Guerre dimenticate. Occorrono cantieri,di pace, religioni e culture in dialogo per cambiare scenari bloccati. Se ne è parlato a Ponti di Pace

In Yemen ogni dieci minuti muore un bambino: per mancanza di cibo, di medicine o sotto un bombardamento, ha denunciato il teologo yemenita Yahya al Dailami. Cominciato nel 2015, quello in corso nella penisola arabica è solo uno dei conflitti che i mezzi d’informazione e parte della comunità internazionale sembrano aver dimenticato.

 
Dopo la fine della guerra fredda abbiamo assistito alla nascita di nuovi conflitti anomali: dobbiamo chiederci, ha detto l'indonesiano Sin Syamsuddin, perché questi conflitti e le loro vittime sono dimenticati. "La scusa è che non interessano i lettori", ha ammesso Jean Pierre Denis, direttore di La Vie. "Ma la realtà è che ci sono guerre mediatiche e no, guerre tra ricchi e guerre tra poveri.
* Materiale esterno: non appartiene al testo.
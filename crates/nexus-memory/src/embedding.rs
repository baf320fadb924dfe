use anyhow::{anyhow, bail, Result};
use async_trait::async_trait;
use reqwest::header::{AUTHORIZATION, CONTENT_TYPE};
use serde::{Deserialize, Serialize};
use sha2::{Digest, Sha256};

/// Turns a search query into a vector comparable with the vectors stored in a
/// retrieval index. Index vectors are built offline, so only the query side
/// lives here.
#[async_trait]
pub trait EmbeddingProvider: Send + Sync {
    async fn embed_query(&self, query: &str) -> Result<Vec<f32>>;
    fn model_id(&self) -> &str;
    fn dimensions(&self) -> usize;
}

fn expect_dimensions(model: &str, expected: usize, vector: Vec<f32>) -> Result<Vec<f32>> {
    if vector.is_empty() {
        bail!("{model} returned an empty query embedding");
    }
    if vector.len() != expected {
        bail!(
            "{model} returned a {}-dim query embedding, configured for {expected}",
            vector.len()
        );
    }
    Ok(vector)
}

/// OpenAI-style `/embeddings` endpoint.
#[derive(Clone)]
pub struct OpenAiEmbeddingProvider {
    client: reqwest::Client,
    api_key: String,
    model: String,
    dimensions: usize,
    base_url: String,
}

impl OpenAiEmbeddingProvider {
    pub fn with_model(api_key: String, model: String, dimensions: usize) -> Self {
        Self {
            client: reqwest::Client::new(),
            api_key,
            model,
            dimensions,
            base_url: "https://api.openai.com/v1".to_string(),
        }
    }

    pub fn with_base_url(mut self, base_url: String) -> Self {
        self.base_url = base_url;
        self
    }
}

#[derive(Serialize)]
struct OpenAiQueryRequest<'a> {
    model: &'a str,
    input: &'a str,
    encoding_format: &'static str,
}

#[derive(Deserialize)]
struct OpenAiQueryResponse {
    data: Vec<OpenAiEmbeddingData>,
}

#[derive(Deserialize)]
struct OpenAiEmbeddingData {
    embedding: Vec<f32>,
}

#[async_trait]
impl EmbeddingProvider for OpenAiEmbeddingProvider {
    async fn embed_query(&self, query: &str) -> Result<Vec<f32>> {
        let endpoint = format!("{}/embeddings", self.base_url.trim_end_matches('/'));
        let parsed: OpenAiQueryResponse = self
            .client
            .post(endpoint)
            .header(AUTHORIZATION, format!("Bearer {}", self.api_key))
            .header(CONTENT_TYPE, "application/json")
            .json(&OpenAiQueryRequest {
                model: &self.model,
                input: query,
                encoding_format: "float",
            })
            .send()
            .await?
            .error_for_status()?
            .json()
            .await?;

        let vector = parsed
            .data
            .into_iter()
            .next()
            .map(|d| d.embedding)
            .ok_or_else(|| anyhow!("{} returned no embedding data", self.model))?;
        expect_dimensions(&self.model, self.dimensions, vector)
    }

    fn model_id(&self) -> &str {
        &self.model
    }

    fn dimensions(&self) -> usize {
        self.dimensions
    }
}

/// Gemini `embedContent`, asking for the retrieval-query task type so query
/// vectors land in the same space as documents embedded for retrieval.
#[derive(Clone)]
pub struct GeminiEmbeddingProvider {
    client: reqwest::Client,
    model: String,
    dimensions: usize,
    api_key: String,
    base_url: String,
}

const GEMINI_QUERY_TASK: &str = "RETRIEVAL_QUERY";

impl GeminiEmbeddingProvider {
    pub fn with_model(api_key: String, model: String, dimensions: usize) -> Self {
        Self {
            client: reqwest::Client::new(),
            model,
            dimensions,
            api_key,
            base_url: "https://generativelanguage.googleapis.com".to_string(),
        }
    }

    pub fn with_base_url(mut self, base_url: String) -> Self {
        self.base_url = base_url;
        self
    }
}

#[derive(Serialize)]
#[serde(rename_all = "camelCase")]
struct GeminiQueryRequest<'a> {
    model: String,
    content: GeminiContent<'a>,
    task_type: &'static str,
    output_dimensionality: usize,
}

#[derive(Serialize)]
struct GeminiContent<'a> {
    parts: [GeminiPart<'a>; 1],
}

#[derive(Serialize)]
struct GeminiPart<'a> {
    text: &'a str,
}

#[derive(Deserialize)]
struct GeminiQueryResponse {
    embedding: GeminiValues,
}

#[derive(Deserialize)]
struct GeminiValues {
    values: Vec<f32>,
}

#[async_trait]
impl EmbeddingProvider for GeminiEmbeddingProvider {
    async fn embed_query(&self, query: &str) -> Result<Vec<f32>> {
        let endpoint = format!(
            "{}/v1beta/models/{}:embedContent",
            self.base_url.trim_end_matches('/'),
            self.model,
        );
        let parsed: GeminiQueryResponse = self
            .client
            .post(&endpoint)
            .header("x-goog-api-key", &self.api_key)
            .header(CONTENT_TYPE, "application/json")
            .json(&GeminiQueryRequest {
                model: format!("models/{}", self.model),
                content: GeminiContent {
                    parts: [GeminiPart { text: query }],
                },
                task_type: GEMINI_QUERY_TASK,
                output_dimensionality: self.dimensions,
            })
            .send()
            .await?
            .error_for_status()?
            .json()
            .await?;

        expect_dimensions(&self.model, self.dimensions, parsed.embedding.values)
    }

    fn model_id(&self) -> &str {
        &self.model
    }

    fn dimensions(&self) -> usize {
        self.dimensions
    }
}

/// Hashes the query into a fixed vector. Offline runs and tests only; the
/// vectors carry no meaning.
#[derive(Clone)]
pub struct StubEmbeddingProvider {
    dims: usize,
}

impl StubEmbeddingProvider {
    pub fn new(dims: usize) -> Self {
        Self { dims }
    }

    fn hash_to_unit_range(text: &str, index: usize) -> f32 {
        let mut hasher = Sha256::new();
        hasher.update(text.as_bytes());
        hasher.update(index.to_le_bytes());
        let hash = hasher.finalize();
        let value = u32::from_le_bytes([hash[0], hash[1], hash[2], hash[3]]);
        (value as f32 / u32::MAX as f32) * 2.0 - 1.0
    }

    /// The vector `embed_query` produces for `text`; lets fixtures place
    /// records exactly where a given query will land.
    pub fn vector_for(&self, text: &str) -> Vec<f32> {
        (0..self.dims)
            .map(|index| Self::hash_to_unit_range(text, index))
            .collect()
    }
}

#[async_trait]
impl EmbeddingProvider for StubEmbeddingProvider {
    async fn embed_query(&self, query: &str) -> Result<Vec<f32>> {
        Ok(self.vector_for(query))
    }

    fn model_id(&self) -> &str {
        "stub"
    }

    fn dimensions(&self) -> usize {
        self.dims
    }
}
Inoltre le guerre civili sono difficili da spiegare". Ma come nascono questi conflitti dell'era globale? I partecipanti alla conferenza “Le guerre dimenticate”, nell’ambito dell’incontro Ponti di pace organizzato dalla Comunità di Sant’Egidio a Bologna, sono d’accordo: non è la religione il fattore scatenante dei conflitti in corso. Ma le donne e gli uomini di religione possono e devono fare molto per fermarli.
 
Al Dailami ha sottolineato che gli yemeniti sono un popolo pacifico e ospitale ma una parte della comunità internazionale ha visto nel loro paese “solo un pozzo petrolifero, una miniera d'oro o la sua posizione strategica". E così la guerra continua nel silenzio. La tragedia dei civili coinvolti nelle guerre è stata ricordata anche da James Oyet Latansio, segretario generale del Consiglio delle chiese del Sud Sudan, dove "dopo la lotta per la libertà è scoppiata una lotta per il potere: le donne vengono abusate, i bambini uccisi. Aiutateci: una mano, due mani possono cambiare il volto del Sud Sudan".
 
Proprio per questo appello, ha ricordato Mauro Garofalo, la Comunità di Sant’Egidio fa memoria sempre nella preghiera i paesi in guerra, come sfogliando un atlante. Oggi sappiamo tutto, le notizie viaggiano veloci, molti conflitti occupano a lungo le prime pagine ma un certo punto scompaiono, com'è successo con il Darfur. Bisogna vincere questa globalizzazione dell'indifferenza. Ma anche spiegare la complessità del mondo. In Iraq, per esempio, una civiltà millenaria è stata distrutta da un conflitto nato per ragioni strategiche e geopolitiche le cui prime vittime sono state gli iracheni stessi. Le religioni chiamano alla pace e all’etica, ha ricordato Abdulwahhab Ahmed al Taha al Sammaraee, portavoce dell-associazione dei giuristi sunniti iracheni. I problemi del paese, ha aggiunto, saranno risolti solo quando il paese sarà riconsegnato ai suoi abitanti.
 
Proprio dalla popolazione è nata una forza che ha contribuito in misura fondamentale al raggiungimento della pace in Colombia, dove un accordo firmato nel 2016 ha messo fine a 60 anni di guerra. Una guerra nata con caratteristiche del 19simo secolo (un conflitto per la terra) e continuata come un conflitto del 21simo secolo (per il narcotraffico), ha sottolineato l’attivista colombiana Helena Useche. Le donne hanno voluto essere non più solo vittime ma protagoniste di questo processo. Per una pace che si basa sul perdono e sulla riconciliazione.LEG
 
Davvero tutti possono partecipare a questo cantiere di pace, ha ricordato Garofalo citando Giovanni Paolo II. Un mondo migliore è possibile, ha aggiunto Latansio, e possiamo lavorare insieme. Questo impegno è necessario, ha ribadito Al Sammaraee, perché in questo mondo globale dobbiamo pensare a un destino comune in cui siamo uniti dagli stessi valori di umanità. Ognuno può essere portatore di pace o di guerra, ha concluso Syamsuddin. Serve l’energia di tutti, religiosi e non, serve l’energia delle comunità che amano la misericordia e la pace. ”Siamo ottimisti”, ha detto, ”e guardiamo avanti. Bisogna perdonare la storia ma non dimenticarla”.